Plaintiffs had contended that by leaving investors in retail shares, the fund charged higher fees and expenses - up to 0.42% for retail shares versus up to 0.32% for premium class shares - and thereby shortchanged retail investors by millions of dollars. The pooled fund at the center of the dispute held $439.1 billion in assets, of which $406.4 billion as of February 28 were in the retail share class.
In her opinion, Garnett said Fidelity had fully disclosed the economic consequences of converting shares or of choosing not to convert, and that investors had not demonstrated that those disclosures were misleading. The judge also noted that investors were able to convert their shares voluntarily, and did not dispute that fact.

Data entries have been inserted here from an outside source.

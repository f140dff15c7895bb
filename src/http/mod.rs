//! HTTP protocol handling subsystem.
//!
//! # Data Flow
//! ```text
//! TCP connection
//!     → server.rs (Axum setup, middleware: request ID, tracing, timeout, body limit)
//!     → request.rs (extract user id from path/query, decode JSON body)
//!     → handlers.rs (call the store)
//!     → response.rs (map errors to status + JSON body)
//!     → Send to client
//! ```

pub mod handlers;
pub mod request;
pub mod response;
pub mod server;

pub use request::{JsonBody, UserIdParam, UserIdQuery, UserPayload};
pub use response::ApiError;
pub use server::{build_router, AppState, HttpServer};
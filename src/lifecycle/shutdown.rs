//! Graceful stop fan-out.
//!
//! `main` owns one [`Shutdown`]; the HTTP server holds a receiver and stops
//! accepting once it fires. Integration tests use the same handle to tear
//! servers down.

use tokio::sync::broadcast;

/// One-shot stop notice delivered to every receiver.
pub struct Shutdown {
    notify: broadcast::Sender<()>,
}

impl Shutdown {
    pub fn new() -> Self {
        let (notify, _) = broadcast::channel(1);
        Self { notify }
    }

    /// Receiver that resolves when [`Shutdown::trigger`] is called.
    /// Subscribe before triggering; late receivers miss the notice.
    pub fn subscribe(&self) -> broadcast::Receiver<()> {
        self.notify.subscribe()
    }

    /// Tell every receiver to stop. A no-op when nothing is subscribed.
    pub fn trigger(&self) {
        if self.notify.send(()).is_err() {
            tracing::debug!("Shutdown triggered with no receivers");
        }
    }

    /// Receivers that have not been dropped yet.
    pub fn receiver_count(&self) -> usize {
        self.notify.receiver_count()
    }
}

impl Default for Shutdown {
    fn default() -> Self {
        Self::new()
    }
}
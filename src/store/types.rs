//! User record and store error types.

use serde::{Deserialize, Serialize};
use std::fmt;
use std::num::ParseIntError;
use std::str::FromStr;
use thiserror::Error;

/// Identifier assigned by the store. Always >= 1.
#[derive(Debug, Clone, Copy, PartialEq, Eq, Hash, PartialOrd, Ord, Serialize, Deserialize)]
#[serde(transparent)]
pub struct UserId(u64);

impl UserId {
    /// Wrap a raw id, rejecting zero.
    pub fn new(raw: u64) -> Option<Self> {
        (raw >= 1).then_some(Self(raw))
    }

    pub fn get(self) -> u64 {
        self.0
    }

    pub(crate) fn first() -> Self {
        Self(1)
    }

    pub(crate) fn next(self) -> Self {
        Self(self.0 + 1)
    }
}

impl fmt::Display for UserId {
    fn fmt(&self, f: &mut fmt::Formatter<'_>) -> fmt::Result {
        write!(f, "{}", self.0)
    }
}

/// Why a string could not be turned into a [`UserId`].
#[derive(Debug, Clone, PartialEq, Eq, Error)]
pub enum ParseUserIdError {
    #[error("not a base-10 integer: {0}")]
    NotAnInteger(#[from] ParseIntError),

    #[error("user id must be >= 1, got {0}")]
    OutOfRange(i64),
}

impl FromStr for UserId {
    type Err = ParseUserIdError;

    /// Accepts anything `i64` parses (including a leading sign) and rejects
    /// values below 1.
    fn from_str(s: &str) -> Result<Self, Self::Err> {
        let raw: i64 = s.parse()?;
        u64::try_from(raw)
            .ok()
            .and_then(UserId::new)
            .ok_or(ParseUserIdError::OutOfRange(raw))
    }
}

/// A stored user record.
#[derive(Debug, Clone, PartialEq, Eq, Serialize, Deserialize)]
pub struct User {
    /// Assigned by the store on create; never changes afterwards.
    pub id: UserId,
    /// Client-supplied display name.
    pub name: String,
}

/// Errors returned by [`crate::store::UserStore`].
#[derive(Debug, Clone, PartialEq, Eq, Error)]
pub enum StoreError {
    /// No live record has this id.
    #[error("user {0} not found")]
    NotFound(UserId),
}
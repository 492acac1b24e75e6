use serde::{Deserialize, Serialize};
use std::collections::HashMap;

/// Field carrying the request time, e.g. `2016-06-23T17:50:27.468 +0100`.
pub const TIME_FIELD: &str = "localDateTime";

/// One parsed log line.
///
/// An empty field map means the line did not match the configured pattern.
#[derive(Debug, Clone, Default, PartialEq, Eq)]
pub struct Record {
    fields: HashMap<String, String>,
}

impl Record {
    pub fn new(fields: HashMap<String, String>) -> Self {
        Self { fields }
    }

    /// The "did not match" record.
    pub fn unmatched() -> Self {
        Self::default()
    }

    pub fn is_match(&self) -> bool {
        !self.fields.is_empty()
    }

    pub fn get(&self, name: &str) -> Option<&str> {
        self.fields.get(name).map(String::as_str)
    }

    pub fn fields(&self) -> &HashMap<String, String> {
        &self.fields
    }

    pub fn local_date_time(&self) -> Option<&str> {
        self.get(TIME_FIELD)
    }
}

/// Records in file order.
pub type RecordSet = Vec<Record>;

/// Wire shape of a single record: field name to value.
#[derive(Serialize, Deserialize, Clone, Debug, Default, PartialEq, Eq)]
#[serde(transparent)]
pub struct TransportRecord(pub HashMap<String, String>);

impl From<&Record> for TransportRecord {
    fn from(record: &Record) -> Self {
        Self(record.fields.clone())
    }
}

/// Response body of `GET /log`.
#[derive(Serialize, Deserialize, Clone, Debug, Default, PartialEq, Eq)]
pub struct LogData {
    pub lines: Vec<TransportRecord>,
}

impl LogData {
    pub fn from_records(records: &[Record]) -> Self {
        Self {
            lines: records.iter().map(TransportRecord::from).collect(),
        }
    }
}
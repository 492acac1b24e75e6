//! Turns raw access-log lines into [`Record`]s.

use crate::domain::{PatternConfig, Record, TIME_FIELD};
use chrono::{DateTime, NaiveDateTime};
use std::collections::HashMap;
use thiserror::Error;

/// Format of the time field, e.g. `2016-06-23T17:50:27.468 +0100`.
pub const LOG_TIME_FORMAT: &str = "%Y-%m-%dT%H:%M:%S%.3f %z";

#[derive(Error, Debug, Clone, PartialEq, Eq)]
pub enum ParseError {
    #[error("Invalid input: line or pattern is absent")]
    InvalidInput,

    #[error("Record has no 'localDateTime' field")]
    MissingTimestamp,

    #[error("Invalid timestamp '{value}': {reason}")]
    InvalidTimestamp { value: String, reason: String },
}

/// Parse one line against `config`.
///
/// An absent line or config is [`ParseError::InvalidInput`]. A line that does
/// not match the whole pattern yields an unmatched (empty) record.
pub fn parse_line(line: Option<&str>, config: Option<&PatternConfig>) -> Result<Record, ParseError> {
    let (Some(line), Some(config)) = (line, config) else {
        return Err(ParseError::InvalidInput);
    };

    let Some(captures) = config.regex().captures(line.trim()) else {
        return Ok(Record::unmatched());
    };

    let fields: HashMap<String, String> = config
        .field_names()
        .iter()
        .enumerate()
        .map(|(index, name)| {
            // groups that did not participate map to an empty value
            let value = captures.get(index + 1).map_or("", |m| m.as_str());
            (name.clone(), value.to_string())
        })
        .collect();

    Ok(Record::new(fields))
}

/// The record's time field normalised to UTC.
pub fn record_time(record: &Record) -> Result<NaiveDateTime, ParseError> {
    let value = record.local_date_time().ok_or(ParseError::MissingTimestamp)?;
    parse_log_time(value)
}

/// Parse a local-time-with-offset value and normalise it to UTC.
pub fn parse_log_time(value: &str) -> Result<NaiveDateTime, ParseError> {
    DateTime::parse_from_str(value.trim(), LOG_TIME_FORMAT)
        .map(|zoned| zoned.naive_utc())
        .map_err(|e| ParseError::InvalidTimestamp {
            value: value.to_string(),
            reason: e.to_string(),
        })
}

/// Parse the `since` query value, an ISO-8601 local date-time taken as UTC.
///
/// Seconds and fractional seconds are optional.
pub fn parse_since(value: &str) -> Result<NaiveDateTime, ParseError> {
    let value = value.trim();
    value
        .parse::<NaiveDateTime>()
        .or_else(|_| NaiveDateTime::parse_from_str(value, "%Y-%m-%dT%H:%M"))
        .map_err(|e| ParseError::InvalidTimestamp {
            value: value.to_string(),
            reason: e.to_string(),
        })
}
use tracing_subscriber::{EnvFilter, fmt, prelude::*};

const DEFAULT_DIRECTIVES: &str = "log_reporter=info,tower_http=info";

/// Install the global subscriber.
///
/// Output is JSON lines unless `RUST_LOG_FORMAT` is set to anything other
/// than `json`. `RUST_LOG` replaces the default filter.
pub fn init_tracing() {
    let filter =
        EnvFilter::try_from_default_env().unwrap_or_else(|_| EnvFilter::new(DEFAULT_DIRECTIVES));
    let json = std::env::var("RUST_LOG_FORMAT").map_or(true, |v| v == "json");

    let registry = tracing_subscriber::registry().with(filter);
    let result = if json {
        registry
            .with(fmt::layer().json().flatten_event(true).with_current_span(true))
            .try_init()
    } else {
        registry.with(fmt::layer().with_target(false)).try_init()
    };

    if let Err(e) = result {
        eprintln!("Tracing already initialized: {e}");
    }
}
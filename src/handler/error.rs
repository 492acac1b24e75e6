use crate::extractor::ExtractionError;
use crate::parser::ParseError;
use axum::http::StatusCode;
use axum::response::{IntoResponse, Response};
use thiserror::Error;
use tracing::error;

/// Errors surfaced by the HTTP handlers.
#[derive(Error, Debug)]
pub enum ApiError {
    #[error("Invalid 'since' parameter: {0}")]
    InvalidSince(#[source] ParseError),

    #[error(transparent)]
    Extraction(#[from] ExtractionError),
}

impl IntoResponse for ApiError {
    fn into_response(self) -> Response {
        match self {
            ApiError::InvalidSince(_) => (StatusCode::BAD_REQUEST, self.to_string()).into_response(),
            ApiError::Extraction(e) => {
                error!("Log extraction failed: {e}");
                (StatusCode::INTERNAL_SERVER_ERROR, "Log extraction failed").into_response()
            }
        }
    }
}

Quoting a legal standard used to evaluate gross negligence, Garnett wrote that "it was not 'outside the bounds of reason' for defendants to design the fund without an automatic conversion feature." That reasoning underpinned her rejection of the plaintiffs' claims of unjust enrichment and breaches of fiduciary duty.
Lawyers representing the investors did not immediately respond to requests for comment. Fidelity and its attorneys likewise did not immediately respond to similar requests.
Garnett distinguished this case from earlier litigation involving another asset manager, in which retail investors alleged they bore large tax consequences after that manager shifted institutional investors into lower-cost shares without prior notice or an option for retail holders. The judge referred to that prior switch as "unexpected," adding that retail investors in that instance had no say or notice. Those cases involving that other manager were settled last year for an estimated $158 million, according to lawyers for the investors in those suits.
The opinion leaves intact the fund's current structure and its disclosure framework. Fidelity reported that it had $7.1 trillion of assets under management at the end of 2025.
Context and implications - the ruling centers on whether a management company and fund board are required to include an automatic conversion mechanism in a money market fund’s share-class design, or whether robust disclosure and the availability of voluntary conversion satisfy fiduciary obligations. In this case, the court found the latter sufficient.